# EXERCISE INSTRUCTIONS:
Copy out each line of the listing that has the word "describe" in it.

# TASK INPUTS:
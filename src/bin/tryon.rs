//! CLI for tryon - virtual try-on photos.

use clap::{Args, Parser, Subcommand, ValueEnum};
use std::path::PathBuf;
use std::sync::Arc;
use tokio::io::{AsyncBufReadExt, BufReader};
use tokio::sync::Mutex;
use tryon::presenter::{self, render, render_group, render_result};
use tryon::{
    Config, Ethnicity, GeminiModel, GeminiProvider, GenerateOutcome, GenerationState,
    IntakeSource, KeyGate, KeyStore, LoginOutcome, OptionGroup, PromptKeySelector, Scene, Session,
    Vibe,
};

#[derive(Parser)]
#[command(name = "tryon")]
#[command(about = "Generate a photo of a model wearing your garment (Gemini)")]
#[command(version)]
struct Cli {
    #[command(subcommand)]
    command: Commands,

    /// Output as JSON
    #[arg(long, global = true)]
    json: bool,

    /// Log debug output to stderr
    #[arg(short, long, global = true)]
    verbose: bool,
}

#[derive(Subcommand)]
enum Commands {
    /// Generate one try-on photo and save it
    Generate(GenerateArgs),

    /// List the available ethnicity, vibe and scene options
    Options,

    /// Interactive session with key selection, upload, options and download
    Studio(StudioArgs),
}

#[derive(Args)]
struct GenerateArgs {
    /// Photo of the clothing item (JPG, PNG or WebP)
    #[arg(short, long)]
    image: PathBuf,

    /// Ethnicity of the model
    #[arg(short, long, value_enum, default_value = "asian")]
    ethnicity: EthnicityArg,

    /// Style vibe of the model
    #[arg(long, value_enum, default_value = "cool")]
    vibe: VibeArg,

    /// Background scene
    #[arg(short, long, value_enum, default_value = "studio")]
    scene: SceneArg,

    #[command(flatten)]
    common: CommonArgs,
}

#[derive(Args)]
struct StudioArgs {
    #[command(flatten)]
    common: CommonArgs,
}

#[derive(Args)]
struct CommonArgs {
    /// Directory the photo is saved to (defaults to TRYON_OUTPUT_DIR or .)
    #[arg(short, long)]
    output_dir: Option<PathBuf>,

    /// Gemini model (defaults to TRYON_MODEL or flash)
    #[arg(short, long, value_enum)]
    model: Option<ModelArg>,
}

#[derive(Debug, Clone, Copy, ValueEnum)]
enum EthnicityArg {
    Asian,
    Caucasian,
    Black,
    Latino,
    MiddleEastern,
}

#[derive(Debug, Clone, Copy, ValueEnum)]
enum VibeArg {
    Cool,
    Energetic,
    Elegant,
    Casual,
    Professional,
    Vintage,
}

#[derive(Debug, Clone, Copy, ValueEnum)]
enum SceneArg {
    Studio,
    Street,
    Nature,
    Cafe,
    Beach,
    Future,
}

#[derive(Debug, Clone, Copy, ValueEnum)]
enum ModelArg {
    Flash,
    Pro,
}

impl From<EthnicityArg> for Ethnicity {
    fn from(arg: EthnicityArg) -> Self {
        match arg {
            EthnicityArg::Asian => Ethnicity::Asian,
            EthnicityArg::Caucasian => Ethnicity::Caucasian,
            EthnicityArg::Black => Ethnicity::Black,
            EthnicityArg::Latino => Ethnicity::Latino,
            EthnicityArg::MiddleEastern => Ethnicity::MiddleEastern,
        }
    }
}

impl From<VibeArg> for Vibe {
    fn from(arg: VibeArg) -> Self {
        match arg {
            VibeArg::Cool => Vibe::Cool,
            VibeArg::Energetic => Vibe::Energetic,
            VibeArg::Elegant => Vibe::Elegant,
            VibeArg::Casual => Vibe::Casual,
            VibeArg::Professional => Vibe::Professional,
            VibeArg::Vintage => Vibe::Vintage,
        }
    }
}

impl From<SceneArg> for Scene {
    fn from(arg: SceneArg) -> Self {
        match arg {
            SceneArg::Studio => Scene::Studio,
            SceneArg::Street => Scene::Street,
            SceneArg::Nature => Scene::Nature,
            SceneArg::Cafe => Scene::Cafe,
            SceneArg::Beach => Scene::Beach,
            SceneArg::Future => Scene::Future,
        }
    }
}

impl From<ModelArg> for GeminiModel {
    fn from(arg: ModelArg) -> Self {
        match arg {
            ModelArg::Flash => GeminiModel::NanoBanana,
            ModelArg::Pro => GeminiModel::NanoBananaPro,
        }
    }
}

#[tokio::main]
async fn main() -> anyhow::Result<()> {
    let cli = Cli::parse();
    init_tracing(cli.verbose);

    match cli.command {
        Commands::Generate(args) => {
            generate(args, cli.json).await?;
        }
        Commands::Options => {
            list_options(cli.json)?;
        }
        Commands::Studio(args) => {
            run_studio(args).await?;
        }
    }

    Ok(())
}

fn init_tracing(verbose: bool) {
    let default_directive = if verbose { "tryon=debug" } else { "tryon=warn" };
    tracing_subscriber::fmt()
        .with_env_filter(
            tracing_subscriber::EnvFilter::try_from_default_env()
                .unwrap_or_else(|_| tracing_subscriber::EnvFilter::new(default_directive)),
        )
        .with_writer(std::io::stderr)
        .init();
}

fn load_config(args: &CommonArgs) -> anyhow::Result<Config> {
    if args.output_dir.is_none() && args.model.is_none() {
        return Ok(Config::from_env()?);
    }

    let mut builder = Config::builder();
    if let Some(dir) = &args.output_dir {
        builder = builder.output_dir(dir);
    }
    if let Some(model) = args.model {
        builder = builder.model(model.into());
    }
    Ok(builder.build()?)
}

fn build_provider(config: &Config, store: KeyStore) -> anyhow::Result<GeminiProvider> {
    if let Some(key) = &config.api_key {
        store.set(key.as_str());
    }
    Ok(GeminiProvider::builder()
        .key_store(store)
        .model(config.model)
        .build()?)
}

async fn generate(args: GenerateArgs, json_output: bool) -> anyhow::Result<()> {
    let config = load_config(&args.common)?;
    let provider = build_provider(&config, KeyStore::new())?;
    let session = Session::new(
        KeyGate::new(None, config.has_provisioned_key()),
        Arc::new(provider),
    );

    if !session.bootstrap().await {
        match session.login().await {
            LoginOutcome::Unavailable(message) => anyhow::bail!(message),
            LoginOutcome::Failed(message) => anyhow::bail!("login failed: {message}"),
            LoginOutcome::Selected => {}
        }
    }

    session.upload(IntakeSource::FilePicker(args.image)).await?;
    session.set_ethnicity(args.ethnicity.into());
    session.set_vibe(args.vibe.into());
    session.set_scene(args.scene.into());

    let options = session.options();
    let outcome = session.generate().await;

    let image = match session.state() {
        GenerationState::Ready(image) => image,
        GenerationState::Failed(message) => anyhow::bail!("generation failed: {message}"),
        _ => anyhow::bail!("generation did not complete ({outcome:?})"),
    };
    let path = presenter::download(&image, &config.output_dir)?;

    if json_output {
        let result = serde_json::json!({
            "success": true,
            "output": path.display().to_string(),
            "size_bytes": image.size(),
            "format": image.format.extension(),
            "options": options,
            "model": image.metadata.model,
            "duration_ms": image.metadata.duration_ms,
        });
        println!("{}", serde_json::to_string_pretty(&result)?);
    } else {
        println!(
            "Generated try-on photo: {} ({} bytes) via {}",
            path.display(),
            image.size(),
            session.provider_name()
        );
        println!(
            "Model: {} / {} / {}",
            options.ethnicity, options.vibe, options.scene
        );
        if let Some(duration) = image.metadata.duration_ms {
            println!("Duration: {}ms", duration);
        }
    }

    Ok(())
}

fn list_options(json_output: bool) -> anyhow::Result<()> {
    #[derive(serde::Serialize)]
    struct OptionInfo {
        id: &'static str,
        label: &'static str,
        default: bool,
    }

    fn describe<T: OptionGroup>() -> Vec<OptionInfo> {
        T::variants()
            .iter()
            .enumerate()
            .map(|(i, v)| OptionInfo {
                id: v.as_str(),
                label: v.label(),
                default: i == 0,
            })
            .collect()
    }

    if json_output {
        let result = serde_json::json!({
            "ethnicity": describe::<Ethnicity>(),
            "vibe": describe::<Vibe>(),
            "scene": describe::<Scene>(),
        });
        println!("{}", serde_json::to_string_pretty(&result)?);
    } else {
        print!("{}", render_group(2, Ethnicity::default()));
        print!("{}", render_group(3, Vibe::default()));
        print!("{}", render_group(4, Scene::default()));
    }

    Ok(())
}

const STUDIO_HELP: &str = "\
Commands:
  upload <path>        pick a garment photo from disk
  drop <data-uri>      hand over an encoded image (data URI or base64)
  ethnicity <id>       choose the model's ethnicity
  vibe <id>            choose the style vibe
  scene <id>           choose the background scene
  generate             render the try-on photo
  download [dir]       save the photo as model-try-on.png
  status               show the whole workspace
  login                select a different API key
  help                 show this list
  quit                 leave the studio";

async fn run_studio(args: StudioArgs) -> anyhow::Result<()> {
    let config = load_config(&args.common)?;
    let store = KeyStore::new();
    let provider = build_provider(&config, store.clone())?;

    let input = Arc::new(Mutex::new(BufReader::new(tokio::io::stdin())));
    let selector = PromptKeySelector::with_shared_reader(input.clone(), store);
    let session = Session::new(
        KeyGate::new(Some(Arc::new(selector)), config.has_provisioned_key()),
        Arc::new(provider),
    );

    session.bootstrap().await;
    println!("{}\n", render(&session.view()));
    if session.is_unlocked() {
        println!("{STUDIO_HELP}");
    } else {
        println!("Type `login` to connect a key, or `quit`.");
    }

    loop {
        eprint!("> ");
        let mut line = String::new();
        if input.lock().await.read_line(&mut line).await? == 0 {
            break;
        }
        let line = line.trim();
        if line.is_empty() {
            continue;
        }
        let (command, rest) = line
            .split_once(char::is_whitespace)
            .map(|(c, r)| (c, r.trim()))
            .unwrap_or((line, ""));

        match command {
            "quit" | "exit" => break,
            "help" => println!("{STUDIO_HELP}"),
            "login" => match session.login().await {
                LoginOutcome::Selected => {
                    println!("Key selected.\n\n{}", render(&session.view()))
                }
                LoginOutcome::Failed(message) => println!("Login failed: {message}"),
                LoginOutcome::Unavailable(message) => println!("{message}"),
            },
            _ if !session.is_unlocked() => {
                println!("Connect an API key first: type `login`.");
            }
            "upload" if rest.is_empty() => println!("Usage: upload <path>"),
            "upload" => match session
                .upload(IntakeSource::FilePicker(PathBuf::from(rest)))
                .await
            {
                Ok(()) => println!("Garment photo loaded. Run `generate` when ready."),
                Err(e) => println!("Could not use that photo: {e}"),
            },
            "drop" if rest.is_empty() => println!("Usage: drop <data-uri>"),
            "drop" => match session
                .upload(IntakeSource::Dropped {
                    name: "dropped image".into(),
                    payload: rest.to_string(),
                })
                .await
            {
                Ok(()) => println!("Garment photo loaded. Run `generate` when ready."),
                Err(e) => println!("Could not use that image: {e}"),
            },
            "ethnicity" => match rest.parse::<Ethnicity>() {
                Ok(value) => {
                    session.set_ethnicity(value);
                    print!("{}", render_group(2, value));
                }
                Err(e) => println!("{e}\n{}", render_group(2, session.options().ethnicity)),
            },
            "vibe" => match rest.parse::<Vibe>() {
                Ok(value) => {
                    session.set_vibe(value);
                    print!("{}", render_group(3, value));
                }
                Err(e) => println!("{e}\n{}", render_group(3, session.options().vibe)),
            },
            "scene" => match rest.parse::<Scene>() {
                Ok(value) => {
                    session.set_scene(value);
                    print!("{}", render_group(4, value));
                }
                Err(e) => println!("{e}\n{}", render_group(4, session.options().scene)),
            },
            "generate" => {
                println!("{}", render_result(&GenerationState::Pending));
                match session.generate().await {
                    GenerateOutcome::Reauthenticated => {
                        println!("The previous key was rejected; a new one is selected. Run `generate` again.")
                    }
                    GenerateOutcome::Abandoned => {}
                    _ => println!("{}", render_result(&session.state())),
                }
            }
            "download" => {
                let dir = if rest.is_empty() {
                    config.output_dir.clone()
                } else {
                    PathBuf::from(rest)
                };
                match session.state().result() {
                    Some(image) => match presenter::download(image, &dir) {
                        Ok(path) => println!("Saved {}", path.display()),
                        Err(e) => println!("Could not save the photo: {e}"),
                    },
                    None => println!("Nothing to download yet."),
                }
            }
            "status" => println!("{}", render(&session.view())),
            other => println!("Unknown command `{other}`. Type `help`."),
        }
    }

    Ok(())
}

# SOLVED EXERCISE:
    fn describe<T: OptionGroup>() -> Vec<OptionInfo> {
            "ethnicity": describe::<Ethnicity>(),
            "vibe": describe::<Vibe>(),
            "scene": describe::<Scene>(),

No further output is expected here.